Популярность маминого имени в Японии (в свое время она «выходила» в её лазарете Нагасаки члена императорской семьи Сейко Тенно) переросла в почитание когда японская пресса раскрыла историю с ее предком Саймоном Шиппером, которому она приходилась внучатой племянницею… Механик-инженер корвета «Гедё» Королевского военно-морского флота Голландии (тогда Батавии), он в 1855 году с экипажем судна пришел на помощь терзаемому чумой городу-порту Нагасаки. Сделав свое святое дело, Шиппер сам заболел, 11 августа умер, и был похоронен как национальный герой. Только не по морскому регламенту – в водах залива. А — по просьбе японских властей — на местном интернациональном кладбище Инаса. Через полстолетия, 18 сентября 1905 года в сопровождении премьер-министра Японии Таро Кацура и мэра Нагасаки Иосуэ Норимото мама посетила святую для японцев и дорогую для нее могилу. Кацуро-сан, несомненно осведомленный о деятельности Шиппера, очень подробно рассказал маме и атаковавшим их репортерам о «нагасакском подвиге» Саймона. И вот тогда имя её стало широко известным. Настолько, что в 1906 году за Тихим океаном, в Северо-Американских Соединенных Штатах, — где проездом на родину гостила она у своих техасских родичей, — ее разыскал будущий российский патриарх Тихон — тогда епископ русской православной церкви — заканчивавший на Вашингтонской кафедре свою каденцию. Они познакомились. Понравились друг другу.
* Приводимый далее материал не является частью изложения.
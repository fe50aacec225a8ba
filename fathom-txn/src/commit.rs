// Commit pipeline (§4.6): preparation, submission, maybe-delivered
// recovery, and post-commit effects.

use fathom_base::{self_conflict_key, ErrorKind, KeyRange, Result, Value, Version, Versionstamp};
use fathom_wire::protocol::{CommitFlags, CommitRequest};
use tracing::debug;

use crate::transaction::Transaction;

#[derive(Debug, Clone, Copy, PartialEq)]
pub enum CommitOutcome {
    Committed(Version),
    Conflict,
    /// §4.6 "commit_unknown_result recovery": the dummy-transaction check
    /// ran and the original is now known not to have committed.
    UnknownButDidNotCommit,
    /// The dummy transaction also couldn't resolve the outcome; the caller
    /// must treat this as "maybe committed" and surface `commit_unknown_result`.
    TrulyUnknown,
}

impl Transaction {
    /// Drives the whole §4.6 pipeline and returns the outcome. On success,
    /// records the metadata-version cache entry, resolves the versionstamp
    /// promise, and arms every registered watch at the commit version.
    pub async fn commit(&mut self) -> Result<CommitOutcome> {
        if self.mutations.is_empty() && self.write_conflict_ranges.is_empty() {
            if !self.watches.is_empty() {
                let version = self.get_read_version().await?;
                self.arm_pending_watches(version).await;
            }
            return Ok(CommitOutcome::Committed(Version::INVALID));
        }

        if !self.options.causal_write_risky {
            self.ensure_self_conflict_range();
        }

        let read_snapshot = self.get_read_version().await?;
        let flags = CommitFlags {
            causal_write_risky: self.options.causal_write_risky,
            lock_aware: self.options.lock_aware,
            first_in_batch: self.options.first_in_batch,
        };
        let req = CommitRequest {
            mutations: self.mutations.clone(),
            read_conflict_ranges: self.read_conflict_ranges.clone(),
            write_conflict_ranges: self.write_conflict_ranges.clone(),
            read_snapshot,
            flags,
            tags: self.options.tags.clone(),
            cost_estimation: if self.options.expensive_clear_cost_estimation_enable {
                Some(self.estimate_cost())
            } else {
                None
            },
        };

        let commit_proxy = self.services.commit_proxy;
        match self.services.transport.commit(commit_proxy, req).await {
            Ok(reply) if reply.version.0 > 0 => {
                self.post_commit(reply.version, reply.batch_id, reply.metadata_version).await;
                Ok(CommitOutcome::Committed(reply.version))
            }
            Ok(_reply) => Ok(CommitOutcome::Conflict),
            Err(e) if matches!(e.kind(), ErrorKind::RequestMaybeDelivered | ErrorKind::CommitUnknownResult) => {
                if self.options.causal_write_risky {
                    return Ok(CommitOutcome::TrulyUnknown);
                }
                self.recover_via_dummy_transaction().await
            }
            Err(e) => Err(e),
        }
    }

    fn ensure_self_conflict_range(&mut self) {
        let overlaps = self
            .read_conflict_ranges
            .iter()
            .any(|r| self.write_conflict_ranges.iter().any(|w| r.intersects(w)));
        if overlaps {
            return;
        }
        let uuid: u128 = rand::random();
        let key = self_conflict_key(uuid);
        let range = KeyRange::singleton(key);
        self.read_conflict_ranges.push(range.clone());
        self.write_conflict_ranges.push(range.clone());
        self.last_self_conflict = Some(range);
    }

    /// Dummy transaction over the self-conflict singleton: if it commits
    /// cleanly, the original did not; the state of the self-conflict key
    /// is the only reliable witness of the original's outcome.
    async fn recover_via_dummy_transaction(&mut self) -> Result<CommitOutcome> {
        let Some(range) = self.last_self_conflict.clone() else {
            return Ok(CommitOutcome::TrulyUnknown);
        };
        let version = match self.get_read_version().await {
            Ok(v) => v,
            Err(_) => return Ok(CommitOutcome::TrulyUnknown),
        };
        let req = CommitRequest {
            mutations: vec![fathom_wire::protocol::Mutation::Set(range.begin.clone(), Value(vec![1]))],
            read_conflict_ranges: vec![range.clone()],
            write_conflict_ranges: vec![range],
            read_snapshot: version,
            flags: CommitFlags::default(),
            tags: vec![],
            cost_estimation: None,
        };
        match self.services.transport.commit(self.services.commit_proxy, req).await {
            Ok(reply) if reply.version.0 > 0 => Ok(CommitOutcome::UnknownButDidNotCommit),
            Ok(_) => Ok(CommitOutcome::TrulyUnknown),
            Err(_) => Ok(CommitOutcome::TrulyUnknown),
        }
    }

    async fn post_commit(&mut self, version: Version, batch_id: u16, metadata_version: Option<Value>) {
        self.services.metadata.record(version, metadata_version);
        let vs = Versionstamp::new(version, batch_id);
        self.resolve_versionstamp(vs);
        debug!(target: "fathom", version = version.0, watches = self.watches.len(), "transaction committed");
        self.arm_pending_watches(version).await;
    }

    fn estimate_cost(&self) -> u64 {
        self.mutations
            .iter()
            .map(|m| match m {
                fathom_wire::protocol::Mutation::Set(k, v) => (k.0.len() + v.0.len()) as u64,
                fathom_wire::protocol::Mutation::ClearRange(r) => (r.begin.0.len() + r.end.0.len()) as u64,
                fathom_wire::protocol::Mutation::Atomic(_, k, v) => (k.0.len() + v.0.len()) as u64,
                fathom_wire::protocol::Mutation::VersionstampedKey(k, v)
                | fathom_wire::protocol::Mutation::VersionstampedValue(k, v) => (k.0.len() + v.0.len()) as u64,
            })
            .sum()
    }
}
Во всяком случае, завязавшиеся тогда добрые отношения с этим неординарным человеком, длившиеся до последних дней его жизни, помогли и маме до конца испить горькую чашу фронтового медика... А ведь по дневнику Дмитрия Ивановича Алексинского — о. Афанасия (друга торопецкого детства Васеньки Белавина — того самого Тихона), — «...и Патриарху было чему поучиться у этой светоносной женщины...».